Available records >>
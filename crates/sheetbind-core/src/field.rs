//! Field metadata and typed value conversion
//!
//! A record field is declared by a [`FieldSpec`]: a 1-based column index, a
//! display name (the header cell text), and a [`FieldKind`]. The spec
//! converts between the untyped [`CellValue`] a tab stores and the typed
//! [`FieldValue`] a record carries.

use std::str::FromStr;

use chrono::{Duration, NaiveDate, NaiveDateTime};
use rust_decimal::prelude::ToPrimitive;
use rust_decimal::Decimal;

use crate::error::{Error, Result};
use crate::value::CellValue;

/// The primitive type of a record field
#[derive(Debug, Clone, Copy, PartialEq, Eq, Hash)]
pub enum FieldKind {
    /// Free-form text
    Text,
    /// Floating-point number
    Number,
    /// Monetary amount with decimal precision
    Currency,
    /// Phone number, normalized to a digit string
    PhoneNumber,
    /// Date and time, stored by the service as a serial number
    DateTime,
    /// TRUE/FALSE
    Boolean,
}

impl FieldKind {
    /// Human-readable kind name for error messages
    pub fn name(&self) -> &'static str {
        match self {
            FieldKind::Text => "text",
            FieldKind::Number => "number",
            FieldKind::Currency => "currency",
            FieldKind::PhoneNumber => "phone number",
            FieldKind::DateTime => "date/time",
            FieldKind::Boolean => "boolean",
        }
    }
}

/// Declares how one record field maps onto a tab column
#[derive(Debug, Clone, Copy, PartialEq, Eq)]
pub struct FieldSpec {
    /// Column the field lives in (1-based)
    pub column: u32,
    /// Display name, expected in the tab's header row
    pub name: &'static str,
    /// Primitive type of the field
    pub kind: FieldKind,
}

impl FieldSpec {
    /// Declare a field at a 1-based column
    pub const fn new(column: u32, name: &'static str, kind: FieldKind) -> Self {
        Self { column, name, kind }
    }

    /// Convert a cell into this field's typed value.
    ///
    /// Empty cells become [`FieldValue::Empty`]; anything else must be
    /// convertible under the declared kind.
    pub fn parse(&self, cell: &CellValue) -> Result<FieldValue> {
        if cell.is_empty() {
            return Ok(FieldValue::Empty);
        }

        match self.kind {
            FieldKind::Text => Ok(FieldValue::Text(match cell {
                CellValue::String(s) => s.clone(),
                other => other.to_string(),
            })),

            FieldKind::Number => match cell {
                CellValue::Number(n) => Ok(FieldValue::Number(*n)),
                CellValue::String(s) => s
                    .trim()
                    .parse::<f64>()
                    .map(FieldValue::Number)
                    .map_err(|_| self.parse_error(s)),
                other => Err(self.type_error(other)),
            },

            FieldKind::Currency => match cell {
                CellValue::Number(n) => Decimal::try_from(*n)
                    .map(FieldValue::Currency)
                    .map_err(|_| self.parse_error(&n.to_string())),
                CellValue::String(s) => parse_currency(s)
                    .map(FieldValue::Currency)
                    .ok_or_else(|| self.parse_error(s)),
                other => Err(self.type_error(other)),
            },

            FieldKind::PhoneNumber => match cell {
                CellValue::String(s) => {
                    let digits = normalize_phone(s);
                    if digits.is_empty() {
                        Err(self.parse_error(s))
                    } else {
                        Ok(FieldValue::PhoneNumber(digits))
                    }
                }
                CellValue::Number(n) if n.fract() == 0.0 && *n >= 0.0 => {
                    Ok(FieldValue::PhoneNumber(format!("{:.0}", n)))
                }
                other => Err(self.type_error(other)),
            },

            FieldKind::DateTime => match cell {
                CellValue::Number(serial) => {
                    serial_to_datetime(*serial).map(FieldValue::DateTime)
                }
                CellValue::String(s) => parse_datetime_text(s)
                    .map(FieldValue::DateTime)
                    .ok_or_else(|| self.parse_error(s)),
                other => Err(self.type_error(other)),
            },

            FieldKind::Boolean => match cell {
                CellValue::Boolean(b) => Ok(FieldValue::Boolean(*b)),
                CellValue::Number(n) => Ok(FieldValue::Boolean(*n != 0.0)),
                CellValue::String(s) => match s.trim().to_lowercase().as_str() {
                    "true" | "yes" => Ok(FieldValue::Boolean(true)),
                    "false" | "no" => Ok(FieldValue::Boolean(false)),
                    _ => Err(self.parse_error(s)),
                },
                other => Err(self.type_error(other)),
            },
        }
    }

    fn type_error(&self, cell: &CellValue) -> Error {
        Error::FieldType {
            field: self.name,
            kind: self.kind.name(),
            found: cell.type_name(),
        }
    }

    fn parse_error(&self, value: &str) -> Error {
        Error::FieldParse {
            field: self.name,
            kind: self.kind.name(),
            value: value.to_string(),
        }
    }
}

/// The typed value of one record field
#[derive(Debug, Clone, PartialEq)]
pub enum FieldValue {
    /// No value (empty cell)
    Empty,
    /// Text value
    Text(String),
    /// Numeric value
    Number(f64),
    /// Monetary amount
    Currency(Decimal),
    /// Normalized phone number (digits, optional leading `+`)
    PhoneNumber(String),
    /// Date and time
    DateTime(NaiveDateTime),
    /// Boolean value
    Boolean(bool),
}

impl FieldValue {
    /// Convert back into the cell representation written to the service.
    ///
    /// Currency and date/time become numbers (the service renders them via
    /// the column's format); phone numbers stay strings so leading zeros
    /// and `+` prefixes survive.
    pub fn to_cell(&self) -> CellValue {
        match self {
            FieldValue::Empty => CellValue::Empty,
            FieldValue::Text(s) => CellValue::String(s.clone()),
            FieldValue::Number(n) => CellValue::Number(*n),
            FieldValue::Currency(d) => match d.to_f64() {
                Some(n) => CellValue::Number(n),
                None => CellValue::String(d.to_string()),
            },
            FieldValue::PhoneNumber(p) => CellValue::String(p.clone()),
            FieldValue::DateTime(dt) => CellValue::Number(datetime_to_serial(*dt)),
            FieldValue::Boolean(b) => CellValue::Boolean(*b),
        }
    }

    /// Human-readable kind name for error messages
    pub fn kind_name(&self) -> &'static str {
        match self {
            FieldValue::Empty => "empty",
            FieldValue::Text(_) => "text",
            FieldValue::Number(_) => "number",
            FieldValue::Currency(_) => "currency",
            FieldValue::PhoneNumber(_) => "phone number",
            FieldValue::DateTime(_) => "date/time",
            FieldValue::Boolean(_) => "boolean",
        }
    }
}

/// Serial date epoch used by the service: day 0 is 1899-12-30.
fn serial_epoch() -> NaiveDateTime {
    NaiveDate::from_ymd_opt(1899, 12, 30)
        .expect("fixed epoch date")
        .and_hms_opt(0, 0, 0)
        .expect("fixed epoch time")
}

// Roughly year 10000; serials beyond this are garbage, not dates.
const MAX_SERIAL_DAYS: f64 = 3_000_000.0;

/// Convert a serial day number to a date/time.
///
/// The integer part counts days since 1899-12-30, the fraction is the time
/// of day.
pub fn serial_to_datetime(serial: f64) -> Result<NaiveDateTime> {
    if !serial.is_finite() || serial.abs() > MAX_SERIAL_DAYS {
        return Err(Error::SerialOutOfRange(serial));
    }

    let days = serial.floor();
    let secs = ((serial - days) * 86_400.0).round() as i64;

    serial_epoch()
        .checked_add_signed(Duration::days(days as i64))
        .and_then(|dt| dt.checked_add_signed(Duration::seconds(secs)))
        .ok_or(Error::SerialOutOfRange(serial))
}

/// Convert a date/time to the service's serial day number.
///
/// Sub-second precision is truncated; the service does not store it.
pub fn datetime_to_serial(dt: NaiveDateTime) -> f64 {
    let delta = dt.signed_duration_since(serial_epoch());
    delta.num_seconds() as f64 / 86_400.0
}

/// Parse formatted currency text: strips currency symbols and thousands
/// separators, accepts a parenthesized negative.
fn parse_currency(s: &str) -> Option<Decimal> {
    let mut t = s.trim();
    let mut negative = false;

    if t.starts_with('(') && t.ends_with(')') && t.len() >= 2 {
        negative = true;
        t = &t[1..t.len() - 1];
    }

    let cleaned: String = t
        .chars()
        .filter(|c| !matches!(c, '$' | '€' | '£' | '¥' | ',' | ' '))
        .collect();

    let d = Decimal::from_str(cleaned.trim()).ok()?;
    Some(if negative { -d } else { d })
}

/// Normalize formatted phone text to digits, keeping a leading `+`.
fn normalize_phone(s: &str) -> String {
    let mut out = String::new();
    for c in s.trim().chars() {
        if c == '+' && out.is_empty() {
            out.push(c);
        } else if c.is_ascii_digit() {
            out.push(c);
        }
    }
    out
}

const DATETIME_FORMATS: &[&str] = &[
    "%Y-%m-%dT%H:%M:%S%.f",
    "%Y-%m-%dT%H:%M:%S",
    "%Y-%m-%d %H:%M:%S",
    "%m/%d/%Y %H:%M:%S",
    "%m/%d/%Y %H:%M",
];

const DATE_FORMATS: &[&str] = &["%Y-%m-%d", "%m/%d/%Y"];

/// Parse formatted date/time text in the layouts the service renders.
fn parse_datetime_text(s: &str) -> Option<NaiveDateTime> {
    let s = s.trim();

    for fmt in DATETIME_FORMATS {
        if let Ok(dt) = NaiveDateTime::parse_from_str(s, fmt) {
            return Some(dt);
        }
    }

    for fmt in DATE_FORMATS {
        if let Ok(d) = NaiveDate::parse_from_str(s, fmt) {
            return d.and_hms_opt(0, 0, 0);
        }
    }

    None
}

Exercise details >> From the data above, output exactly the lines between the one containing "typed value conversion" and the one containing "a record carries.", counting both of them.

Written reply >>
//! Field metadata and typed value conversion
//!
//! A record field is declared by a [`FieldSpec`]: a 1-based column index, a
//! display name (the header cell text), and a [`FieldKind`]. The spec
//! converts between the untyped [`CellValue`] a tab stores and the typed
//! [`FieldValue`] a record carries.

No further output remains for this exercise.